These two truncation schemes can be generalized to any nonnegative integer γ = n by subtracting the first n terms of the power expansion of the exponential function:

$$\begin{equation}\label {n.truncated} E_{n}(x)=\left \{ \begin{array}{@{}ll@{}} \displaystyle \exp (x)-\sum ^{n-1}_{k=0}x^{k}/k!, & \quad\qquad \mbox {for }x>0, \\ 0, & \quad\qquad \mbox {otherwise}. \end{array} \right . \end{equation} \tag{ 6 }$$

It is worthy of note that this ansatz contains the functions (5) as particular cases with γ = 0 and γ = 1, which now guarantees the vanishing of its n − 1 first derivatives at x = 0:

$$\begin{equation}\label {first.derivatives} E_{n}(0)=E_{n}'(0)=\cdots =E_{n}^{(n-1)}(0)=0. \end{equation} \tag{ 7 }$$

For positive values of the argument x, the function (6) can be rewritten into a more convenient integral representation as follows:

$$\begin{equation}E_{n}(x)=\frac {1}{(n-1)!}\int ^{x}_{0}\eta ^{n-1}\exp (x-\eta ) \,{\rm d} \eta . \end{equation} \tag{ 8 }$$

This integral representation enables a direct extension of the above truncation scheme to any nonnegative real number γ, on replacing the factorial (n − 1)! by the known Gamma function Γ(γ):

$$\begin{equation} \Gamma (\gamma )=\int ^{+\infty }_{0}\eta ^{\gamma -1}\exp (-\eta ) \,{\rm d} \eta . \end{equation} \tag{ 9 }$$

The resulting function

$$\begin{equation}\label {integral.gamma} E_{\gamma }(x)\equiv E\left (x;\gamma \right )= \frac {1}{\Gamma (\gamma )}\int ^{x}_{0}\eta ^{\gamma -1} \exp (x-\eta )\,{\rm d} \eta = \sum _{n=0}^{\infty } \frac {x^{\gamma +n}}{\Gamma \left (\gamma +1+n\right )} \end{equation} \tag{ 10 }$$

modifies the usual exponential function using γ as a deformation parameter. Hereinafter, this function will be referred to as a γ-exponential function, and it will be equivalently denoted as E_γ(x) or E x; γ. Definition (10) is simply the Riemann–Liouville fractional integral of the ordinary exponential function [20]. Considering the fractional differentiation rule for the power-function series:

$$\begin{equation} \frac {{\rm d} ^{\alpha }}{{\rm d} x^{\alpha }}\sum _{\mu }a_{\mu }x^{\mu }\equiv \sum _{\mu }a_{\mu }\frac {\Gamma (\mu +1)} {\Gamma (\mu -\alpha +1)}x^{\mu -\alpha }, \end{equation} \tag{ 11 }$$

conditions (7) are now generalized as follows:

$$\begin{equation} \frac {{\rm d} ^{\alpha }}{{\rm d} x^{\alpha }}E\left (0;\gamma \right )=0, \end{equation} \tag{ 12 }$$

where the order of the fractional differentiation α belongs to the interval 0 ≤ α < γ. Readers can find some useful properties of the γ-exponential function E x; γ in the appendix.

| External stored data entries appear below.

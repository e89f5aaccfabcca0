use axum::{
    extract::{Multipart, Path, Query, State as AxumState},
    response::Json,
    routing::{delete, get, post},
    Router,
};
use serde::{Deserialize, Serialize};

use careline::indexing::{BatchStatusView, UploadAccepted, UploadRequest};
use careline::types::{BatchTask, UploadRecord, UploadType};
use careline::Uuid;

use super::{read_upload_form, PageQuery};
use crate::api_error::{parse_id, ApiError, ApiResult};
use crate::state::AppState;

#[derive(Debug, Deserialize)]
struct CreateBatch {
    file_count: i64,
}

#[derive(Debug, Serialize)]
struct BatchCreated {
    batch_id: Uuid,
    status: &'static str,
}

#[derive(Debug, Serialize)]
struct BatchList {
    batches: Vec<BatchTask>,
    total: usize,
}

#[derive(Debug, Serialize)]
struct BatchDeleted {
    message: String,
    batch_id: Uuid,
}

pub fn routes() -> Router<AppState> {
    Router::new()
        .route("/batch/create", post(create_batch))
        .route("/batch/list", get(list_batches))
        .route("/batch/file/:id/status", get(file_status))
        .route("/batch/:id/upload", post(upload_file))
        .route("/batch/:id/status", get(batch_status))
        .route("/batch/:id", delete(delete_batch))
}

async fn create_batch(
    AxumState(state): AxumState<AppState>,
    Json(payload): Json<CreateBatch>,
) -> ApiResult<BatchCreated> {
    let total = u32::try_from(payload.file_count)
        .ok()
        .filter(|n| *n > 0)
        .ok_or_else(|| ApiError::bad_request("file_count must be a positive integer"))?;
    let batch = state.uploads.create_batch(total).await?;
    Ok(Json(BatchCreated {
        batch_id: batch.id,
        status: "created",
    }))
}

async fn upload_file(
    AxumState(state): AxumState<AppState>,
    Path(id): Path<String>,
    multipart: Multipart,
) -> ApiResult<UploadAccepted> {
    let batch_id = parse_id(&id)?;
    let form = read_upload_form(multipart).await?;

    let upload_type = match form.field("upload_type") {
        Some(raw) => Some(
            UploadType::parse(&raw)
                .ok_or_else(|| ApiError::bad_request(format!("unknown upload_type: {}", raw)))?,
        ),
        None => None,
    };
    let request = UploadRequest {
        filename: form.filename.clone(),
        relative_path: form.field("relative_path"),
        upload_type,
        category: form.field("category").unwrap_or_else(|| "general".to_string()),
        source: form.field("source").unwrap_or_else(|| "upload".to_string()),
        lang: form
            .field("lang")
            .unwrap_or_else(careline::types::default_lang),
    };

    let accepted = state
        .uploads
        .upload_file_to_batch(batch_id, form.bytes, request)
        .await?;
    Ok(Json(accepted))
}

async fn batch_status(
    AxumState(state): AxumState<AppState>,
    Path(id): Path<String>,
) -> ApiResult<BatchStatusView> {
    let batch_id = parse_id(&id)?;
    Ok(Json(state.uploads.batch_status(batch_id).await?))
}

async fn file_status(
    AxumState(state): AxumState<AppState>,
    Path(id): Path<String>,
) -> ApiResult<UploadRecord> {
    let upload_id = parse_id(&id)?;
    Ok(Json(state.uploads.file_status(upload_id).await?))
}

async fn list_batches(
    AxumState(state): AxumState<AppState>,
    Query(query): Query<PageQuery>,
) -> ApiResult<BatchList> {
    let (batches, total) = state.uploads.list_batches(query.paging()).await?;
    Ok(Json(BatchList { batches, total }))
}

async fn delete_batch(
    AxumState(state): AxumState<AppState>,
    Path(id): Path<String>,
) -> ApiResult<BatchDeleted> {
    let batch_id = parse_id(&id)?;
    state.uploads.delete_batch(batch_id).await?;
    Ok(Json(BatchDeleted {
        message: "batch deleted; files kept".to_string(),
        batch_id,
    }))
}
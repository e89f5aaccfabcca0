//! Care-stage escalation.
//!
//! S1 is empathic acknowledgement, S2 companionship, S3 concrete resources.
//! The stage for a turn is a pure function of the stages used in the last
//! few assistant turns and the signals of the current analysis.

use serde::{Deserialize, Serialize};

use super::intent_analyzer::{Intent, RiskLevel};

/// Number of prior assistant turns the machine looks at.
pub const STAGE_HISTORY: usize = 5;

const POSITIVE_MARKERS: &[&str] = &["謝謝", "感謝", "好一點", "幫助", "理解", "支持"];
const NEGATIVE_MARKERS: &[&str] = &["沒用", "不行", "更糟", "無效", "失望", "放棄"];

#[derive(Debug, Clone, Copy, PartialEq, Eq, PartialOrd, Ord, Hash, Serialize, Deserialize)]
#[serde(into = "u8", try_from = "u8")]
pub enum CareStage {
    S1 = 1,
    S2 = 2,
    S3 = 3,
}

impl CareStage {
    pub fn number(self) -> u8 {
        self as u8
    }

    pub fn from_number(n: u8) -> Option<Self> {
        match n {
            1 => Some(Self::S1),
            2 => Some(Self::S2),
            3 => Some(Self::S3),
            _ => None,
        }
    }

    /// One step up, saturating at S3.
    pub fn next(self) -> Self {
        match self {
            Self::S1 => Self::S2,
            Self::S2 | Self::S3 => Self::S3,
        }
    }

    pub fn label(self) -> &'static str {
        match self {
            Self::S1 => "S1",
            Self::S2 => "S2",
            Self::S3 => "S3",
        }
    }

    /// Directive handed to the rewriter.
    pub fn directive(self) -> &'static str {
        match self {
            Self::S1 => "第一階段（同理承接）：先接住對方的情緒，用自己的話複述感受，不急著給建議或資源。",
            Self::S2 => "第二階段（陪伴支持）：具體表達會陪著對方，例如「我在這裡陪你」，可以溫和地問一個關心的問題。",
            Self::S3 => "第三階段（具體資源）：自然地帶入可以求助的單位、電話或地址，資訊要完整準確。",
        }
    }
}

impl From<CareStage> for u8 {
    fn from(stage: CareStage) -> u8 {
        stage.number()
    }
}

impl TryFrom<u8> for CareStage {
    type Error = String;

    fn try_from(n: u8) -> Result<Self, Self::Error> {
        Self::from_number(n).ok_or_else(|| format!("care stage must be 1..=3, got {}", n))
    }
}

#[derive(Debug, Clone, Copy, PartialEq, Eq, Serialize, Deserialize, Default)]
#[serde(rename_all = "snake_case")]
pub enum Effectiveness {
    Effective,
    Ineffective,
    Improving,
    #[default]
    Unknown,
}

#[derive(Debug, Clone, Copy, PartialEq, Eq, Serialize, Deserialize, Default)]
#[serde(rename_all = "snake_case")]
pub enum EmotionTrend {
    Improving,
    Stable,
    Worsening,
    #[default]
    Unknown,
}

#[derive(Debug, Clone, Copy, PartialEq, Eq, Serialize, Deserialize, Default)]
#[serde(rename_all = "snake_case")]
pub enum TreatmentProgress {
    #[default]
    Initial,
    Ongoing,
    Stagnant,
    Breakthrough,
}

/// What the current turn tells the machine.
#[derive(Debug, Clone)]
pub struct StageSignals<'a> {
    pub risk_level: RiskLevel,
    pub intent: Intent,
    pub effectiveness: Effectiveness,
    pub treatment_progress: TreatmentProgress,
    pub emotional_state: &'a str,
}

#[derive(Debug, Clone, PartialEq, Eq)]
pub struct StageDecision {
    pub stage: CareStage,
    pub is_upgrade: bool,
    pub reason: String,
    pub upgrade_reason: String,
}

/// Pick the stage for this turn. `history` holds prior assistant stages in
/// chronological order; only the last [`STAGE_HISTORY`] are considered.
pub fn decide_stage(history: &[CareStage], signals: &StageSignals<'_>) -> StageDecision {
    let recent = tail(history);
    let last = recent.last().copied();

    let (stage, reason) = match last {
        _ if signals.risk_level == RiskLevel::High => match last {
            Some(CareStage::S1) if signals.effectiveness == Effectiveness::Ineffective => {
                (CareStage::S2, "高風險且同理承接無效".to_string())
            }
            _ => (CareStage::S1, "高風險，先穩定情緒".to_string()),
        },
        _ if signals.intent == Intent::Consultation => {
            (CareStage::S3, "使用者詢問具體資源".to_string())
        }
        None => (CareStage::S1, "初次接觸".to_string()),
        Some(prev) if signals.effectiveness == Effectiveness::Ineffective => {
            (prev.next(), format!("{}策略無效", prev.label()))
        }
        Some(prev) if recent.len() >= 2 && recent[recent.len() - 2] == prev => {
            (prev.next(), format!("連續兩次使用{}", prev.label()))
        }
        Some(_) if signals.treatment_progress == TreatmentProgress::Stagnant => {
            let dominant = mode(recent).unwrap_or(CareStage::S1);
            (dominant.next(), format!("{}反覆出現，進展停滯", dominant.label()))
        }
        Some(prev) if prev < CareStage::S3 && is_deteriorating(signals.emotional_state) => {
            (prev.next(), "情緒惡化".to_string())
        }
        Some(_) => (CareStage::S2, "持續陪伴".to_string()),
    };

    let is_upgrade = matches!(last, Some(prev) if stage > prev);
    let upgrade_reason = match last {
        Some(prev) if is_upgrade => format!("{}→{}：{}", prev.label(), stage.label(), reason),
        _ => String::new(),
    };

    StageDecision {
        stage,
        is_upgrade,
        reason,
        upgrade_reason,
    }
}

/// Judge how the user reacted, from the current input and the user turn
/// before it.
pub fn estimate_effectiveness(current: &str, previous_user: Option<&str>) -> Effectiveness {
    let texts = [Some(current), previous_user];
    let mentions = |markers: &[&str]| {
        texts
            .iter()
            .flatten()
            .any(|t| markers.iter().any(|m| t.contains(m)))
    };

    if mentions(POSITIVE_MARKERS) {
        return Effectiveness::Improving;
    }
    let repeated = previous_user.is_some_and(|p| !p.trim().is_empty() && p.trim() == current.trim());
    if repeated || mentions(NEGATIVE_MARKERS) {
        return Effectiveness::Ineffective;
    }
    Effectiveness::Unknown
}

pub fn treatment_progress(history: &[CareStage], effectiveness: Effectiveness) -> TreatmentProgress {
    let recent = tail(history);
    if recent.is_empty() {
        return TreatmentProgress::Initial;
    }
    if effectiveness == Effectiveness::Improving {
        return TreatmentProgress::Breakthrough;
    }
    if recent.len() >= 3 {
        if let Some(dominant) = mode(recent) {
            if recent.iter().filter(|s| **s == dominant).count() >= 3 {
                return TreatmentProgress::Stagnant;
            }
        }
    }
    TreatmentProgress::Ongoing
}

pub fn emotion_trend(history: &[CareStage], effectiveness: Effectiveness) -> EmotionTrend {
    match effectiveness {
        Effectiveness::Improving | Effectiveness::Effective => EmotionTrend::Improving,
        Effectiveness::Ineffective => EmotionTrend::Worsening,
        Effectiveness::Unknown if history.is_empty() => EmotionTrend::Unknown,
        Effectiveness::Unknown => EmotionTrend::Stable,
    }
}

fn tail(history: &[CareStage]) -> &[CareStage] {
    &history[history.len().saturating_sub(STAGE_HISTORY)..]
}

/// Most frequent stage; ties go to the most recent.
fn mode(stages: &[CareStage]) -> Option<CareStage> {
    let mut best: Option<(CareStage, usize)> = None;
    for stage in stages.iter().rev() {
        let count = stages.iter().filter(|s| *s == stage).count();
        if best.map_or(true, |(_, c)| count > c) {
            best = Some((*stage, count));
        }
    }
    best.map(|(s, _)| s)
}

fn is_deteriorating(emotional_state: &str) -> bool {
    let state = emotional_state.trim().to_lowercase();
    ["despair", "anger", "絕望", "憤怒", "生氣"]
        .iter()
        .any(|s| state.contains(s))
}
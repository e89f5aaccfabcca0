pub mod cache;
pub mod chat;
pub mod config;
pub mod embeddings;
pub mod error;
pub mod indexing;
pub mod knowledge;
pub mod llm;
pub mod memory;
pub mod processing;
pub mod rag;
pub mod storage;
pub mod types;

#[cfg(test)]
pub(crate) mod test_support;

// Re-export primary types for convenience
pub use chat::engine::{ChatEngine, ChatFailure};
pub use chat::{ChatReply, ChatRequest};
pub use config::AppConfig;
pub use error::{Error, Result};
pub use indexing::UploadPipeline;
pub use knowledge::authority_sync::AuthoritySync;
pub use knowledge::contacts::ContactService;
pub use knowledge::drug::DrugService;
pub use knowledge::KnowledgeManager;
pub use memory::MemoryService;
pub use storage::Store;

pub use uuid::Uuid;
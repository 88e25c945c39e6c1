//! Static site export by link-graph traversal.
//!
//! Starting from one root document, every local page reachable through
//! rendered links is imported and written exactly once. Output mirrors the
//! source tree one directory level above the root's directory.

use std::collections::HashSet;
use std::path::{Component, Path, PathBuf};

use percent_encoding::percent_decode_str;
use thiserror::Error;

use crate::export::page::{ImportError, Page, import_linked, import_root};
use crate::export::settings::RenderConfig;
use crate::export::SOURCE_EXTENSION;
use crate::infra::{LocalFs, SiteFs};

// ===========================================
// Errors and Results
// ===========================================

/// Fatal export errors. Failures below the root page are reported per page
/// instead.
#[derive(Debug, Error)]
pub enum ExportError {
    #[error("root document not found: {path}")]
    RootNotFound { path: PathBuf },

    #[error("root path does not name a file: {path}")]
    InvalidRoot { path: PathBuf },

    #[error("failed to import root document {path}: {source}")]
    RootImport {
        path: PathBuf,
        #[source]
        source: ImportError,
    },
}

/// What happened to one dispatched page.
#[derive(Debug, Clone, PartialEq, Eq)]
pub enum PageOutcome {
    /// Rendered and written.
    Exported,
    /// Source could not be read; nothing written, links not followed.
    ReadFailed(String),
    /// Rendered but the destination could not be written.
    WriteFailed(String),
}

/// Per-page export record.
#[derive(Debug, Clone, PartialEq, Eq)]
pub struct PageReport {
    /// Full source location.
    pub source: PathBuf,
    /// Full destination location.
    pub destination: PathBuf,
    pub outcome: PageOutcome,
}

/// Result of a site export, pages in dispatch order.
#[derive(Debug, Default)]
pub struct ExportReport {
    pub pages: Vec<PageReport>,
    /// Render configuration derived from the root page.
    pub config: RenderConfig,
}

impl ExportReport {
    /// Number of pages written successfully.
    pub fn exported(&self) -> usize {
        self.pages
            .iter()
            .filter(|p| p.outcome == PageOutcome::Exported)
            .count()
    }

    /// Number of pages that failed to read or write.
    pub fn failed(&self) -> usize {
        self.pages.len() - self.exported()
    }
}

// ===========================================
// Progress Reporting
// ===========================================

/// Callback for reporting export progress.
pub trait ProgressReporter {
    /// Called when a page is dispatched, before it is imported.
    fn on_page_start(&mut self, _source: &Path, _destination: &Path) {}

    /// Called once the page has been written or has failed.
    fn on_page(&mut self, report: &PageReport);

    /// Called after the traversal finishes.
    fn on_complete(&mut self, _exported: usize, _failed: usize) {}
}

/// A no-op progress reporter.
pub struct NoopReporter;

impl ProgressReporter for NoopReporter {
    fn on_page(&mut self, _report: &PageReport) {}
}

// ===========================================
// Site Layout
// ===========================================

/// Source and destination roots derived from the root document's path.
#[derive(Debug, Clone, PartialEq, Eq)]
pub struct SiteLayout {
    /// Directory containing the root document; links resolve against it.
    pub source_root: PathBuf,
    /// Parent of `source_root`; output mirrors the source tree here.
    pub destination_root: PathBuf,
    /// Root document path relative to `source_root`.
    pub root_page: PathBuf,
}

impl SiteLayout {
    /// Derives the layout for a root document such as `site/src/index.md`,
    /// giving source root `site/src` and destination root `site`.
    pub fn for_root(root: &Path) -> Result<Self, ExportError> {
        let root_page = root
            .file_name()
            .map(PathBuf::from)
            .ok_or_else(|| ExportError::InvalidRoot { path: root.into() })?;

        let source_root = match root.parent() {
            Some(parent) if !parent.as_os_str().is_empty() => parent.to_path_buf(),
            _ => PathBuf::from("."),
        };
        let destination_root = destination_root_for(&source_root);

        Ok(Self {
            source_root,
            destination_root,
            root_page,
        })
    }

    /// Full location of a source-relative page.
    pub fn source_path(&self, page: &Path) -> PathBuf {
        self.source_root.join(page)
    }

    /// Full location of a destination-relative page.
    pub fn destination_path(&self, page: &Path) -> PathBuf {
        self.destination_root.join(page)
    }
}

fn destination_root_for(source_root: &Path) -> PathBuf {
    match source_root.components().next_back() {
        Some(Component::Normal(_)) => match source_root.parent() {
            Some(parent) if !parent.as_os_str().is_empty() => parent.to_path_buf(),
            _ => PathBuf::from("."),
        },
        Some(Component::ParentDir) => source_root.join(".."),
        // `.` or a filesystem root: only the real path knows its parent
        _ => std::fs::canonicalize(source_root)
            .ok()
            .and_then(|p| p.parent().map(Path::to_path_buf))
            .unwrap_or_else(|| source_root.to_path_buf()),
    }
}

/// Maps a raw link target to a candidate source path relative to the
/// source root.
///
/// The fragment and query are dropped, percent-escapes decoded, `.`
/// components removed and `..` resolved; a leading `/` means the source
/// root. The extension is rewritten to `md`. Returns `None` for targets
/// that are empty or climb out of the source root.
///
/// Resolution is always against the source root, never the directory of the
/// page containing the link.
pub fn resolve_link(link: &str) -> Option<PathBuf> {
    let target = link.split(['#', '?']).next().unwrap_or_default();
    if target.is_empty() {
        return None;
    }
    let target = percent_decode_str(target).decode_utf8().ok()?;

    let mut normalized = PathBuf::new();
    for component in Path::new(&*target).components() {
        match component {
            Component::Normal(part) => normalized.push(part),
            Component::CurDir | Component::RootDir => {}
            Component::ParentDir => {
                if !normalized.pop() {
                    return None;
                }
            }
            Component::Prefix(_) => return None,
        }
    }

    if normalized.as_os_str().is_empty() {
        return None;
    }
    Some(normalized.with_extension(SOURCE_EXTENSION))
}

// ===========================================
// Exporter
// ===========================================

/// Mutable state of one export run.
#[derive(Default)]
struct Traversal {
    /// Source-relative paths already dispatched.
    visited: HashSet<PathBuf>,
    /// Local link targets waiting to be dispatched, last one next.
    pending: Vec<PathBuf>,
    report: ExportReport,
}

/// Walks a site's link graph and writes each reachable page once.
pub struct SiteExporter<'a, F: SiteFs + ?Sized> {
    fs: &'a F,
    layout: SiteLayout,
    defaults: RenderConfig,
}

impl<'a, F: SiteFs + ?Sized> SiteExporter<'a, F> {
    pub fn new(fs: &'a F, layout: SiteLayout) -> Self {
        Self {
            fs,
            layout,
            defaults: RenderConfig::default(),
        }
    }

    /// Sets the title and stylesheet used when the root header omits them.
    pub fn with_defaults(mut self, defaults: RenderConfig) -> Self {
        self.defaults = defaults;
        self
    }

    /// Exports the whole site.
    ///
    /// Pages are dispatched in depth-first pre-order of the link graph: a
    /// page's first local link and everything reachable from it is exported
    /// before its second local link. A path enters the visited set before
    /// its import starts, so cycles terminate and shared pages are written
    /// once.
    ///
    /// # Errors
    ///
    /// Returns `ExportError::RootNotFound` or `ExportError::RootImport` if
    /// the root document is missing or cannot be rendered. Failures on any
    /// other page are recorded in the report.
    pub fn export<P: ProgressReporter>(&self, progress: &mut P) -> Result<ExportReport, ExportError> {
        let root_source = self.layout.source_path(&self.layout.root_page);
        if !self.fs.exists(&root_source) {
            return Err(ExportError::RootNotFound { path: root_source });
        }

        let mut walk = Traversal::default();

        // Root page: its settings configure every later page
        walk.visited.insert(self.layout.root_page.clone());
        let mut root = Page::new(self.layout.root_page.clone());
        let destination = self.layout.destination_path(&root.destination_path);
        progress.on_page_start(&root_source, &destination);

        walk.report.config = import_root(self.fs, &root_source, &mut root, &self.defaults)
            .map_err(|e| ExportError::RootImport {
                path: root_source.clone(),
                source: e,
            })?;
        let outcome = self.write_page(&root, &destination);
        self.finish_page(&mut walk, &root, root_source, destination, outcome, progress);

        while let Some(path) = walk.pending.pop() {
            if !walk.visited.insert(path.clone()) {
                tracing::debug!(page = %path.display(), "already exported");
                continue;
            }

            let mut page = Page::new(path);
            let source = self.layout.source_path(&page.source_path);
            let destination = self.layout.destination_path(&page.destination_path);
            progress.on_page_start(&source, &destination);

            let outcome = match import_linked(self.fs, &source, &mut page) {
                Ok(()) => self.write_page(&page, &destination),
                Err(e) => {
                    tracing::warn!(path = %source.display(), error = %e, "Failed to read page");
                    PageOutcome::ReadFailed(e.to_string())
                }
            };
            self.finish_page(&mut walk, &page, source, destination, outcome, progress);
        }

        let report = walk.report;
        progress.on_complete(report.exported(), report.failed());
        Ok(report)
    }

    /// Ensures the destination directory exists and writes the rendered page.
    fn write_page(&self, page: &Page, destination: &Path) -> PageOutcome {
        let written = match destination.parent() {
            Some(dir) => self.fs.ensure_dir(dir),
            None => Ok(()),
        }
        .and_then(|()| self.fs.write_all(destination, page.rendered_bytes()));

        match written {
            Ok(()) => {
                tracing::info!(
                    source = %page.source_path.display(),
                    destination = %destination.display(),
                    links = page.links.len(),
                    "exported page"
                );
                PageOutcome::Exported
            }
            Err(e) => {
                tracing::warn!(path = %destination.display(), error = %e, "Failed to write page");
                PageOutcome::WriteFailed(e.to_string())
            }
        }
    }

    /// Records the outcome and queues the page's local links.
    fn finish_page<P: ProgressReporter>(
        &self,
        walk: &mut Traversal,
        page: &Page,
        source: PathBuf,
        destination: PathBuf,
        outcome: PageOutcome,
        progress: &mut P,
    ) {
        if !matches!(outcome, PageOutcome::ReadFailed(_)) {
            let local = self.local_links(page, &walk.visited);
            // Stack: push in reverse so the first link is exported first
            walk.pending.extend(local.into_iter().rev());
        }

        let page_report = PageReport {
            source,
            destination,
            outcome,
        };
        progress.on_page(&page_report);
        walk.report.pages.push(page_report);
    }

    /// Link targets that resolve to existing, not yet visited source files.
    fn local_links(&self, page: &Page, visited: &HashSet<PathBuf>) -> Vec<PathBuf> {
        let mut local = Vec::new();
        for link in &page.links {
            let Some(candidate) = resolve_link(link) else {
                tracing::debug!(link = %link, "skipping link outside the site");
                continue;
            };
            if visited.contains(&candidate) {
                continue;
            }
            if self.fs.exists(&self.layout.source_path(&candidate)) {
                local.push(candidate);
            } else {
                tracing::debug!(link = %link, "skipping link without local source");
            }
        }
        local
    }
}

/// Exports the site rooted at `root` on the local filesystem.
pub fn export_site<P: ProgressReporter>(
    root: &Path,
    defaults: &RenderConfig,
    progress: &mut P,
) -> Result<ExportReport, ExportError> {
    let layout = SiteLayout::for_root(root)?;
    SiteExporter::new(&LocalFs, layout)
        .with_defaults(defaults.clone())
        .export(progress)
}
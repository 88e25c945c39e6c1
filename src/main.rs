use std::process::ExitCode;

fn main() -> ExitCode {
    if let Err(err) = chanzero::run() {
        eprintln!("error: {err:#}");
        return ExitCode::FAILURE;
    }
    ExitCode::SUCCESS
}
//! CLI definition, logging setup and the build handler

pub mod config;
pub mod handlers;

use clap::{ArgAction, Parser};
use std::path::PathBuf;
use tracing_subscriber::EnvFilter;

/// chanzero - build a static site by following links from one markdown page
#[derive(Parser, Debug)]
#[command(name = "chanzero", version, about, long_about = None)]
pub struct Cli {
    /// Path to the root source document of the site
    #[arg(long, value_name = "PATH")]
    pub src: PathBuf,

    /// Increase log verbosity (-v, -vv)
    #[arg(short, long, action = ArgAction::Count)]
    pub verbose: u8,
}

/// Installs the stderr log subscriber.
///
/// `-v` enables INFO and `-vv` DEBUG; otherwise `RUST_LOG` applies,
/// defaulting to WARN.
pub fn init_logging(verbose: u8) {
    let filter = match verbose {
        0 => EnvFilter::try_from_default_env().unwrap_or_else(|_| EnvFilter::new("warn")),
        1 => EnvFilter::new("info"),
        _ => EnvFilter::new("debug"),
    };
    // A subscriber may already be installed when embedded; keep it
    let _ = tracing_subscriber::fmt()
        .with_env_filter(filter)
        .with_writer(std::io::stderr)
        .try_init();
}
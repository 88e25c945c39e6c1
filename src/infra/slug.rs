//! Slug generation for heading anchors.

use std::collections::HashMap;

/// Converts heading text to an anchor identifier.
///
/// - Converts to lowercase
/// - Keeps alphanumeric characters (including non-ASCII letters) and underscores
/// - Replaces every other run of characters with a single hyphen
/// - Trims leading/trailing hyphens
/// - Returns "section" for empty results
///
/// # Examples
///
/// ```
/// use chanzero::infra::slugify;
///
/// assert_eq!(slugify("Getting Started"), "getting-started");
/// assert_eq!(slugify("What's new?"), "what-s-new");
/// assert_eq!(slugify(""), "section");
/// ```
pub fn slugify(text: &str) -> String {
    let mut slug = String::with_capacity(text.len());
    let mut prev_was_hyphen = true;

    for c in text.chars().flat_map(char::to_lowercase) {
        if c.is_alphanumeric() || c == '_' {
            slug.push(c);
            prev_was_hyphen = false;
        } else if !prev_was_hyphen {
            slug.push('-');
            prev_was_hyphen = true;
        }
    }

    let trimmed = slug.trim_end_matches('-');
    if trimmed.is_empty() {
        return "section".to_string();
    }
    trimmed.to_string()
}

/// Hands out unique heading anchors within one page.
///
/// The first heading with a given slug keeps it; later ones get `-1`, `-2`, ...
#[derive(Debug, Default)]
pub struct HeadingIds {
    seen: HashMap<String, usize>,
}

impl HeadingIds {
    pub fn new() -> Self {
        Self::default()
    }

    /// Claims an anchor written explicitly in the page.
    pub fn reserve(&mut self, id: &str) {
        let count = self.seen.entry(id.to_string()).or_insert(0);
        *count = (*count).max(1);
    }

    /// Returns a page-unique anchor for the given heading text.
    pub fn next_id(&mut self, text: &str) -> String {
        let base = slugify(text);
        loop {
            let count = self.seen.entry(base.clone()).or_insert(0);
            let candidate = if *count == 0 {
                base.clone()
            } else {
                format!("{}-{}", base, count)
            };
            *count += 1;

            // "intro-1" may already be taken by a heading literally titled "Intro 1"
            if candidate == base || !self.seen.contains_key(&candidate) {
                self.seen.entry(candidate.clone()).or_insert(1);
                return candidate;
            }
        }
    }
}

The proposed family of quasi-stationary distributions (4) describe the influence of evaporation with two independent parameters: the escape energy ε_e and the deformation parameter γ. This family of distributions is shown schematically in figure 1. They also exhibit a Maxwell–Boltzmann profile (1) for energies ε(q, p) that are sufficiently below the escape energy ε_e. Besides this, they show a power-law truncation at ε_e with exponent γ. The increasing of the deformation parameter γ characterizes a larger deviation from the Maxwell–Boltzmann profile (1). From a phenomenological viewpoint, a larger value of the deformation parameter γ describes a stronger influence of the evaporation, or equivalently, a weaker influence of the relaxation mechanism. As shown below, the ansatz (4) can describe distribution profiles with isothermal cores and polytropic haloes, where the deformation parameter γ determines the polytropic structure of haloes. The escape energy ε_e = mϕ_e can be derived from the so-called tidal potential ϕ_e, which accounts for the gravitational influence of neighboring systems [1]–[3], [5]. According to this energetic truncation, a particle that is trapped under the system gravitational influence will be confined inside a finite region of the space, where the gravitational potential ϕ(q) fulfills the inequality ϕ(q) ≤ ϕ_e. For a system with spherical symmetry, the boundary of this region is the sphere of radius R_t:

$$\begin{equation}\label {tidal radius} R_{\rm t}=-GM/\phi _{\rm e}, \end{equation} \tag{ 13 }$$

which is referred to as the tidal radius [1], with M = Nm being the total mass of the astrophysical system.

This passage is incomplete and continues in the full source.